* ACTION ITEM
Only the lines below, from the one with "grid-template-columns: repeat(auto-fit, minmax(180px, 1fr));" through the one with "1.2em; color: #6b645d;", are to be written out, exactly.

RECORDS SHOWN below:

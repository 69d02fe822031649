pub fn render_index(today: &str) -> String {
    INDEX_HTML.replace("{{TODAY}}", today)
}

const INDEX_HTML: &str = r#"<!DOCTYPE html>
<html lang="en">
<head>
  <meta charset="UTF-8" />
  <meta name="viewport" content="width=device-width, initial-scale=1.0" />
  <title>Habit Tracker</title>
  <style>
    @import url('https://fonts.googleapis.com/css2?family=Space+Grotesk:wght@400;500;600&family=Fraunces:wght@600&display=swap');

    :root {
      --bg-1: #f8f3e6;
      --bg-2: #f5d3a7;
      --ink: #2b2a28;
      --accent: #ff6b4a;
      --accent-2: #2f4858;
      --card: rgba(255, 255, 255, 0.86);
      --shadow: 0 24px 60px rgba(47, 72, 88, 0.18);
      --complete: #6cbf84;
      --partial: #f2c14e;
      --incomplete: #e9a49a;
    }

    * { box-sizing: border-box; }

    body {
      margin: 0;
      min-height: 100vh;
      background: radial-gradient(circle at top, var(--bg-2), transparent 60%),
        linear-gradient(135deg, var(--bg-1), #ffe9d4 60%, #f9f2e9 100%);
      color: var(--ink);
      font-family: "Space Grotesk", "Trebuchet MS", sans-serif;
      display: grid;
      place-items: center;
      padding: 32px 18px 48px;
    }

    .app {
      width: min(960px, 100%);
      background: var(--card);
      backdrop-filter: blur(12px);
      border-radius: 28px;
      box-shadow: var(--shadow);
      padding: 36px;
      display: grid;
      gap: 28px;
    }

    h1 {
      font-family: "Fraunces", "Georgia", serif;
      font-size: clamp(2rem, 4vw, 2.8rem);
      margin: 0;
    }

    h2 { margin: 0 0 12px; font-size: 1.3rem; }

    .subtitle { margin: 6px 0 0; color: #5f5c57; }

    .columns {
      display: grid;
      grid-template-columns: repeat(auto-fit, minmax(300px, 1fr));
      gap: 24px;
    }

    .card {
      background: white;
      border-radius: 20px;
      padding: 18px;
      border: 1px solid rgba(47, 72, 88, 0.08);
    }

    .calendar-head {
      display: flex;
      justify-content: space-between;
      align-items: center;
      margin-bottom: 10px;
    }

    .calendar {
      display: grid;
      grid-template-columns: repeat(7, 1fr);
      gap: 6px;
    }

    .day {
      border: none;
      border-radius: 10px;
      padding: 10px 0;
      font-weight: 600;
      cursor: pointer;
      color: var(--ink);
    }

    .day.complete { background: var(--complete); }
    .day.partial { background: var(--partial); }
    .day.incomplete { background: var(--incomplete); }
    .day.selected { outline: 3px solid var(--accent-2); }

    form.add { display: flex; gap: 8px; margin-bottom: 14px; }

    input[type="text"] {
      flex: 1;
      border-radius: 999px;
      border: 1px solid rgba(47, 72, 88, 0.2);
      padding: 12px 16px;
      font: inherit;
    }

    button.primary {
      border: none;
      border-radius: 999px;
      padding: 12px 18px;
      font: inherit;
      font-weight: 600;
      background: var(--accent);
      color: white;
      cursor: pointer;
    }

    button.ghost {
      border: none;
      background: transparent;
      color: var(--accent-2);
      font: inherit;
      cursor: pointer;
    }

    ul.habits { list-style: none; padding: 0; margin: 0; display: grid; gap: 10px; }

    ul.habits li {
      display: flex;
      align-items: center;
      justify-content: space-between;
      background: #faf6ef;
      border-radius: 14px;
      padding: 12px 14px;
    }

    .streak { margin-left: 8px; color: #8b857d; font-size: 0.9rem; }

    .metrics {
      display: grid;
      grid-template-columns: repeat(auto-fit, minmax(180px, 1fr));
      gap: 16px;
    }

    .metric .label {
      display: block;
      font-size: 0.8rem;
      text-transform: uppercase;
      letter-spacing: 0.12em;
      color: #8b857d;
    }

    .metric .value { font-size: 1.7rem; font-weight: 600; color: var(--accent-2); }

    .bar { height: 12px; border-radius: 999px; background: #eee4d6; overflow: hidden; }
    .bar div { height: 100%; background: var(--accent); transition: width 400ms ease; }

    #chart { width: 100%; height: 220px; display: block; }
    .chart-line { fill: none; stroke: var(--accent); stroke-width: 3; }
    .chart-grid { stroke: rgba(47, 72, 88, 0.12); }
    .chart-label { fill: #7a746d; font-size: 11px; }

    .status { min-height: 1.2em; color: #6b645d; }
    .status[data-type="error"] { color: #c63b2b; }
    .status[data-type="ok"] { color: #2d7a4b; }

    .footer { display: flex; gap: 12px; flex-wrap: wrap; }
    .footer a { text-decoration: none; }
  </style>
</head>
<body>
  <main class="app">
    <header>
      <h1>Habit Tracker</h1>
      <p class="subtitle">Tick off habits day by day and watch the streaks grow.</p>
    </header>

    <section class="columns">
      <div class="card">
        <div class="calendar-head">
          <button class="ghost" id="prev-month" type="button">&#9664;</button>
          <strong id="month-label"></strong>
          <button class="ghost" id="next-month" type="button">&#9654;</button>
        </div>
        <div id="calendar" class="calendar"></div>
      </div>

      <div class="card">
        <form class="add" id="add-form">
          <input type="text" id="habit-name" placeholder="Enter new habit" autocomplete="off" />
          <button class="primary" type="submit">Add Habit</button>
        </form>
        <p class="subtitle">Checking off for <strong id="selected-date">{{TODAY}}</strong></p>
        <ul class="habits" id="habits"></ul>
      </div>
    </section>

    <section class="card">
      <h2>Analytics</h2>
      <div class="metrics">
        <div class="metric">
          <span class="label">Today</span>
          <span class="value" id="today-status">-</span>
        </div>
        <div class="metric">
          <span class="label">This week</span>
          <span class="value" id="weekly">0%</span>
          <div class="bar"><div id="weekly-bar" style="width: 0%"></div></div>
        </div>
        <div class="metric">
          <span class="label">Overall success</span>
          <span class="value" id="overall">0%</span>
        </div>
      </div>
      <svg id="chart" viewBox="0 0 600 220" role="img" aria-label="Completed habits over the last 30 days"></svg>
    </section>

    <section class="footer">
      <a class="primary" href="/api/report"><button class="primary" type="button">Generate Report</button></a>
      <button class="ghost" id="sync-btn" type="button">Sync now</button>
      <span class="status" id="status"></span>
    </section>
  </main>

  <script>
    const today = '{{TODAY}}';
    let selectedDate = today;
    let visibleMonth = today.slice(0, 7);
    let habits = [];

    const statusEl = document.getElementById('status');
    const setStatus = (message, type) => {
      statusEl.textContent = message;
      statusEl.dataset.type = type || '';
    };

    const request = async (url, options = {}) => {
      const res = await fetch(url, {
        headers: { 'content-type': 'application/json' },
        ...options
      });
      if (!res.ok) {
        const msg = await res.text();
        const error = new Error(msg || 'Request failed');
        error.status = res.status;
        throw error;
      }
      return res.status === 204 ? null : res.json();
    };

    const shiftMonth = (month, delta) => {
      const [y, m] = month.split('-').map(Number);
      const d = new Date(Date.UTC(y, m - 1 + delta, 1));
      return d.toISOString().slice(0, 7);
    };

    const renderCalendar = (days) => {
      const cal = document.getElementById('calendar');
      document.getElementById('month-label').textContent = visibleMonth;
      cal.innerHTML = '';
      const offset = new Date(days[0].date + 'T00:00:00Z').getUTCDay();
      for (let i = 0; i < offset; i++) {
        cal.appendChild(document.createElement('span'));
      }
      days.forEach(({ date, status }) => {
        const tile = document.createElement('button');
        tile.type = 'button';
        tile.className = `day ${status}` + (date === selectedDate ? ' selected' : '');
        tile.textContent = Number(date.slice(8));
        tile.addEventListener('click', () => {
          selectedDate = date;
          document.getElementById('selected-date').textContent = date;
          renderHabits();
          loadCalendar().catch((err) => setStatus(err.message, 'error'));
        });
        cal.appendChild(tile);
      });
    };

    const renderHabits = (streaks = {}) => {
      const list = document.getElementById('habits');
      list.innerHTML = '';
      habits.forEach((habit) => {
        const li = document.createElement('li');
        const left = document.createElement('label');
        const box = document.createElement('input');
        box.type = 'checkbox';
        box.checked = habit.completedDates.includes(selectedDate);
        box.addEventListener('change', () => toggle(habit.id));
        left.appendChild(box);
        left.append(' ' + habit.name);
        const info = streaks[habit.id];
        if (info) {
          const streak = document.createElement('span');
          streak.className = 'streak';
          const badges = info.badges.map((b) => (b === 'trophy' ? '\u{1F3C6}' : '\u{1F525}')).join(' ');
          streak.textContent = `Streak: ${info.streak} ${badges}`;
          left.appendChild(streak);
        }
        const remove = document.createElement('button');
        remove.className = 'ghost';
        remove.type = 'button';
        remove.textContent = 'Remove';
        remove.addEventListener('click', () => removeHabit(habit.id));
        li.append(left, remove);
        list.appendChild(li);
      });
    };

    const renderChart = (series) => {
      const svg = document.getElementById('chart');
      const w = 600, h = 220, pad = 28;
      const max = Math.max(1, ...series.map((p) => p.completedCount));
      const x = (i) => pad + (i * (w - pad * 2)) / (series.length - 1);
      const y = (v) => h - pad - (v * (h - pad * 2)) / max;
      const points = series.map((p, i) => `${x(i)},${y(p.completedCount)}`).join(' ');
      let grid = '';
      for (let v = 0; v <= max; v++) {
        grid += `<line class="chart-grid" x1="${pad}" x2="${w - pad}" y1="${y(v)}" y2="${y(v)}" />`;
        grid += `<text class="chart-label" x="4" y="${y(v) + 4}">${v}</text>`;
      }
      const first = series[0].date.slice(5), last = series[series.length - 1].date.slice(5);
      svg.innerHTML = grid +
        `<polyline class="chart-line" points="${points}" />` +
        `<text class="chart-label" x="${pad}" y="${h - 6}">${first}</text>` +
        `<text class="chart-label" x="${w - pad - 30}" y="${h - 6}">${last}</text>`;
    };

    const loadCalendar = async () => {
      renderCalendar(await request(`/api/calendar?month=${visibleMonth}`));
    };

    const refresh = async () => {
      habits = await request('/api/habits');
      const stats = await request(`/api/stats?today=${today}`);
      const streaks = Object.fromEntries(stats.habits.map((h) => [h.id, h]));
      renderHabits(streaks);
      document.getElementById('today-status').textContent = stats.todayStatus;
      document.getElementById('weekly').textContent = `${stats.weeklyProgress}%`;
      document.getElementById('weekly-bar').style.width = `${stats.weeklyProgress}%`;
      document.getElementById('overall').textContent = `${stats.overallSuccessRate}%`;
      renderChart(stats.dailySeries);
      await loadCalendar();
    };

    const afterWrite = (err) => {
      if (err && err.status === 502) {
        setStatus('Saved locally, sync failed: ' + err.message, 'error');
      } else if (err) {
        setStatus(err.message, 'error');
      } else {
        setStatus('Saved', 'ok');
        setTimeout(() => setStatus('', ''), 1200);
      }
      return refresh();
    };

    const toggle = (id) =>
      request(`/api/habits/${encodeURIComponent(id)}/toggle`, {
        method: 'POST',
        body: JSON.stringify({ date: selectedDate })
      }).then(() => afterWrite(), afterWrite);

    const removeHabit = (id) =>
      request(`/api/habits/${encodeURIComponent(id)}`, { method: 'DELETE' })
        .then(() => afterWrite(), afterWrite);

    document.getElementById('add-form').addEventListener('submit', (event) => {
      event.preventDefault();
      const input = document.getElementById('habit-name');
      request('/api/habits', { method: 'POST', body: JSON.stringify({ name: input.value }) })
        .then(() => { input.value = ''; return afterWrite(); }, afterWrite);
    });

    document.getElementById('prev-month').addEventListener('click', () => {
      visibleMonth = shiftMonth(visibleMonth, -1);
      loadCalendar().catch((err) => setStatus(err.message, 'error'));
    });

    document.getElementById('next-month').addEventListener('click', () => {
      visibleMonth = shiftMonth(visibleMonth, 1);
      loadCalendar().catch((err) => setStatus(err.message, 'error'));
    });

    document.getElementById('sync-btn').addEventListener('click', () => {
      setStatus('Syncing...', 'info');
      request('/api/sync', { method: 'POST' })
        .then((r) => { setStatus(`Synced ${r.habitCount} habits`, 'ok'); return refresh(); })
        .catch((err) => setStatus(err.message, 'error'));
    });

    refresh().catch((err) => setStatus(err.message, 'error'));
  </script>
</body>
</html>
"#;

End of RECORDS SHOWN.

* RESPONSE TO THE TASK
      grid-template-columns: repeat(auto-fit, minmax(180px, 1fr));
      gap: 16px;
    }

    .metric .label {
      display: block;
      font-size: 0.8rem;
      text-transform: uppercase;
      letter-spacing: 0.12em;
      color: #8b857d;
    }

    .metric .value { font-size: 1.7rem; font-weight: 600; color: var(--accent-2); }

    .bar { height: 12px; border-radius: 999px; background: #eee4d6; overflow: hidden; }
    .bar div { height: 100%; background: var(--accent); transition: width 400ms ease; }

    #chart { width: 100%; height: 220px; display: block; }
    .chart-line { fill: none; stroke: var(--accent); stroke-width: 3; }
    .chart-grid { stroke: rgba(47, 72, 88, 0.12); }
    .chart-label { fill: #7a746d; font-size: 11px; }

    .status { min-height: 1.2em; color: #6b645d; }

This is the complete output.